[Stored data]
• • • • •

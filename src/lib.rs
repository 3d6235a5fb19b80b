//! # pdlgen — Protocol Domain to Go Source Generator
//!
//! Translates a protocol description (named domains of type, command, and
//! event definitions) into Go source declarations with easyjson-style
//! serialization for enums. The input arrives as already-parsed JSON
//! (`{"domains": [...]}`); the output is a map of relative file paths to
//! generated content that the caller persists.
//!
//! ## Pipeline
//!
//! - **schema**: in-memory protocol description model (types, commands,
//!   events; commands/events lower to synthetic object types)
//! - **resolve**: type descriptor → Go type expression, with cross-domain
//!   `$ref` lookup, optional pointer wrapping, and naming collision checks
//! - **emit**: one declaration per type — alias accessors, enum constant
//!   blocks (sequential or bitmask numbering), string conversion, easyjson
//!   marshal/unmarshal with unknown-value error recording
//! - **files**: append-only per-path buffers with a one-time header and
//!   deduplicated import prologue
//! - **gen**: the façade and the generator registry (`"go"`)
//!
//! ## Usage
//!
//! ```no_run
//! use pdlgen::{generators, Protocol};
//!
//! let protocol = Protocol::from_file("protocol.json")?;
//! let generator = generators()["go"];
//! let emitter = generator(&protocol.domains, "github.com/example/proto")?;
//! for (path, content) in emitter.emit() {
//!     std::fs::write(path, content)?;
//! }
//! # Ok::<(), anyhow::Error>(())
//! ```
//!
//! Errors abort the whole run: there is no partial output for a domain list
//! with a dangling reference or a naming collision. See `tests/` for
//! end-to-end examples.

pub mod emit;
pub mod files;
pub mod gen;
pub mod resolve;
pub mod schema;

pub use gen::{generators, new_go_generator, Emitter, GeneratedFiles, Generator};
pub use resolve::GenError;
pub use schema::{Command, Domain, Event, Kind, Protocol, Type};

• • • • •

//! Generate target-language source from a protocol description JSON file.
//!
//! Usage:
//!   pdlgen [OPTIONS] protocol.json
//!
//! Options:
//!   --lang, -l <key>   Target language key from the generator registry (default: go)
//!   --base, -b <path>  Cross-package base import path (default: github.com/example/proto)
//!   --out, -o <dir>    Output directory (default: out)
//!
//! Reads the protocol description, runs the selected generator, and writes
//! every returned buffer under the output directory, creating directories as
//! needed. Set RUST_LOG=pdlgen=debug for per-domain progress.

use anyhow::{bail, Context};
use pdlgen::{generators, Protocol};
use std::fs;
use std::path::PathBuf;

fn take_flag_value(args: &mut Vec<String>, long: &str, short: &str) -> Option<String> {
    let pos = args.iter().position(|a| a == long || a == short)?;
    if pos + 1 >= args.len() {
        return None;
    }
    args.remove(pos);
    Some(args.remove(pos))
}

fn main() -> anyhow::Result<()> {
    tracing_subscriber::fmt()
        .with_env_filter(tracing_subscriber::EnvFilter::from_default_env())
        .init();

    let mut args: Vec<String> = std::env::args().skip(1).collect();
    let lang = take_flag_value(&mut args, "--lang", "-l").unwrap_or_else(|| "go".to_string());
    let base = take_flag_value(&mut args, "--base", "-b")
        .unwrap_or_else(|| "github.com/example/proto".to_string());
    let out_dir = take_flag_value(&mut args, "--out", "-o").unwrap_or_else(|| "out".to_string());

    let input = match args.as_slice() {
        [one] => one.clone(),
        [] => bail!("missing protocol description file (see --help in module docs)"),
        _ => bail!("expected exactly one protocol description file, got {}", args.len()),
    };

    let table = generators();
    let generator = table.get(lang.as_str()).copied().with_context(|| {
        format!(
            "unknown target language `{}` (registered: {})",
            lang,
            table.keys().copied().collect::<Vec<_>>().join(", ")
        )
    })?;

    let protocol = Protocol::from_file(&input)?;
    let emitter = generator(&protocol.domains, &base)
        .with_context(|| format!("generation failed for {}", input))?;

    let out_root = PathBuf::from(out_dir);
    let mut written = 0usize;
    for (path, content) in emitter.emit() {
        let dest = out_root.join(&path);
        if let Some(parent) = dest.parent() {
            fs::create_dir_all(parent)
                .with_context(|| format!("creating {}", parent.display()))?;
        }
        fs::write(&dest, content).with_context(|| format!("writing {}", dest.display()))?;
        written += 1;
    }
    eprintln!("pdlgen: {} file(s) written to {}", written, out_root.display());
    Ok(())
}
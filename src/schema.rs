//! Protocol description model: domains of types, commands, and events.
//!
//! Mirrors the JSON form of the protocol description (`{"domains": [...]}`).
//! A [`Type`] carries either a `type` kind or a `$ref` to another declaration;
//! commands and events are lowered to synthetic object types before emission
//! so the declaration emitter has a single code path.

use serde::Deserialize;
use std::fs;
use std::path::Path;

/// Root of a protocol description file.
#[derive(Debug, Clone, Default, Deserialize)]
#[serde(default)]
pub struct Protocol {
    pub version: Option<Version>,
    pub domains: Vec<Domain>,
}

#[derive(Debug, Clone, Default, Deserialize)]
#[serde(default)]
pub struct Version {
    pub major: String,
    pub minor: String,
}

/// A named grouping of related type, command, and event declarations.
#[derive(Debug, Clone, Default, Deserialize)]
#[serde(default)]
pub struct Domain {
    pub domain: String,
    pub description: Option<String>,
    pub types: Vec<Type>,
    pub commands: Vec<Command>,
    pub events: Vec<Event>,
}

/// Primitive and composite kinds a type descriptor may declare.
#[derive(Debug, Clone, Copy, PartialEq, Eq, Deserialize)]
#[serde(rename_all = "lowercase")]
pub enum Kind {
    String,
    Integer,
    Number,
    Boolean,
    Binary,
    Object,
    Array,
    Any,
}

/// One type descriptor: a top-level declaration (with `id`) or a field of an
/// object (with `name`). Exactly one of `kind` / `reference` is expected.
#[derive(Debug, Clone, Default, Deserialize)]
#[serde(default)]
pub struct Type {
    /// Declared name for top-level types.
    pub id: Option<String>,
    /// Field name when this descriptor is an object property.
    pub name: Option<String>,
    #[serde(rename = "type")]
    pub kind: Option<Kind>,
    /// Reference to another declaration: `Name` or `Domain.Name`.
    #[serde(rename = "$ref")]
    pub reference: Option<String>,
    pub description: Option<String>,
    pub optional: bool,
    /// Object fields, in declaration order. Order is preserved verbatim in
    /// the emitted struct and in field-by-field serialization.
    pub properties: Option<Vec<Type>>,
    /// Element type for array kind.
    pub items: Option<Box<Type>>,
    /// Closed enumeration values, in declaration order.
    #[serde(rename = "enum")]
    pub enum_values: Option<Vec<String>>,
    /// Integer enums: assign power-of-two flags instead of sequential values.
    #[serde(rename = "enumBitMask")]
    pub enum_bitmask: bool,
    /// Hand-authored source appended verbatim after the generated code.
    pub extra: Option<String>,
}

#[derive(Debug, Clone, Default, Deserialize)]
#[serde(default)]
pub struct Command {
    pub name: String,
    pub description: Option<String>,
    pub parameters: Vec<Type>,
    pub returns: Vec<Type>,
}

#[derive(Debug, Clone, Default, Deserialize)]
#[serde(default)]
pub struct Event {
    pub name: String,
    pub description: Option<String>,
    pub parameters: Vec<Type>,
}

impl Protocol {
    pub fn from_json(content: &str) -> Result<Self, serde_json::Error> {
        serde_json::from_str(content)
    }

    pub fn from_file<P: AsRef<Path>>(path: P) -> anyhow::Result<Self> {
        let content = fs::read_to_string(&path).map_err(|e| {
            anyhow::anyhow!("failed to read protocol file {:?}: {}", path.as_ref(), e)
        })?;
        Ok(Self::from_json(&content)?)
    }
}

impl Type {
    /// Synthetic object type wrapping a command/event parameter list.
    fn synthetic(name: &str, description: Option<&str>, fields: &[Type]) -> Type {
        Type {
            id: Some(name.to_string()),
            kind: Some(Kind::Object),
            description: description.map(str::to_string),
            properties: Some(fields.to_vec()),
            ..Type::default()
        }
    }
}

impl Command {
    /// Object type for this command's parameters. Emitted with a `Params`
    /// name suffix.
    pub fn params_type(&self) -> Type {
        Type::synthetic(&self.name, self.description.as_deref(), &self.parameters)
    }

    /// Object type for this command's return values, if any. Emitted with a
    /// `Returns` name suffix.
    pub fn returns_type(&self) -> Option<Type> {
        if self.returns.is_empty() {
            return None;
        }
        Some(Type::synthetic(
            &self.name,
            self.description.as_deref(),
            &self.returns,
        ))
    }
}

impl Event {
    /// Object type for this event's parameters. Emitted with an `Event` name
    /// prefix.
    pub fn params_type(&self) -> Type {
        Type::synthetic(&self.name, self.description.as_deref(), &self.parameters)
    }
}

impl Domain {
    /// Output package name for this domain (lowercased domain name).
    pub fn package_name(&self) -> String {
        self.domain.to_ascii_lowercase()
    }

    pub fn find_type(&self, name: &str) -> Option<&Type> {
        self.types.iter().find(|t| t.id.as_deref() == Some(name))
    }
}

• • • • •

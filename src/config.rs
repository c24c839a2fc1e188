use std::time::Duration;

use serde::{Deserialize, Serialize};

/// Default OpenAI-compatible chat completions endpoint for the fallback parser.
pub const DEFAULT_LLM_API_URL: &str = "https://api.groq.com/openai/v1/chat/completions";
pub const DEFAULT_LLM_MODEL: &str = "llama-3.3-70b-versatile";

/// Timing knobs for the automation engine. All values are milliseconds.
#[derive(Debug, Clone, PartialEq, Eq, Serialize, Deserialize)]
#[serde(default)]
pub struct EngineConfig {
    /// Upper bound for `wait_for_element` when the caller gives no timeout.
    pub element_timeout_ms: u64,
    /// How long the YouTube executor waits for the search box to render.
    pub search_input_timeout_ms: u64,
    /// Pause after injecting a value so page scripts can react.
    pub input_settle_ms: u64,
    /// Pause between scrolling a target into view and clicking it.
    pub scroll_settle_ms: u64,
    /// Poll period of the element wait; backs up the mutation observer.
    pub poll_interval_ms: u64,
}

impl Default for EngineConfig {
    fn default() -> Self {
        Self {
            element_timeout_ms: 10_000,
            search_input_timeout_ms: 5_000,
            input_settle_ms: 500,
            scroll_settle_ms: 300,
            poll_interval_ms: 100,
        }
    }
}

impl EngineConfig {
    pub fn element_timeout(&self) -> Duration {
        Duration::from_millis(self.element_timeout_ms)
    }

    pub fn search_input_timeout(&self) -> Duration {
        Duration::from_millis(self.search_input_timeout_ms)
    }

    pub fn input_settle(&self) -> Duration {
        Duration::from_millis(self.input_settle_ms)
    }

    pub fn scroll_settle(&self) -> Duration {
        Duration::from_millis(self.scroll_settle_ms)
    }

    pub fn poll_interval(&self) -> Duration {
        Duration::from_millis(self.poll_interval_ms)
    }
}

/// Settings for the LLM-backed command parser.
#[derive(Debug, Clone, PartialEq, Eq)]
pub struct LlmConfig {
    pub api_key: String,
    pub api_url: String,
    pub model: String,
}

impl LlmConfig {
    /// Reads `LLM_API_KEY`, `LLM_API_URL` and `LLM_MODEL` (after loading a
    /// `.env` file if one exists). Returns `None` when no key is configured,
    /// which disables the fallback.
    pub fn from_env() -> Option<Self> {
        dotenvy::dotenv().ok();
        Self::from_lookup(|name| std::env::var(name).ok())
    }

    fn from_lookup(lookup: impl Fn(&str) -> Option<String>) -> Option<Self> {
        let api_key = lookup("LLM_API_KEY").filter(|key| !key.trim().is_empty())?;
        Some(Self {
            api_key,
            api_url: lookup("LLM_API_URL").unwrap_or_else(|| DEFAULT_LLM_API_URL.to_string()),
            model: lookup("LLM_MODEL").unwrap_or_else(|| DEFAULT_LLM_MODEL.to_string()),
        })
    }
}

• • • • •

TASK ITEM - Look through the entries and find each line that has the string "schema". Copy those lines.

YOUR SOLUTION -
//! - **schema**: in-memory protocol description model (types, commands,
pub mod schema;
pub use schema::{Command, Domain, Event, Kind, Protocol, Type};
filename src/schema.rs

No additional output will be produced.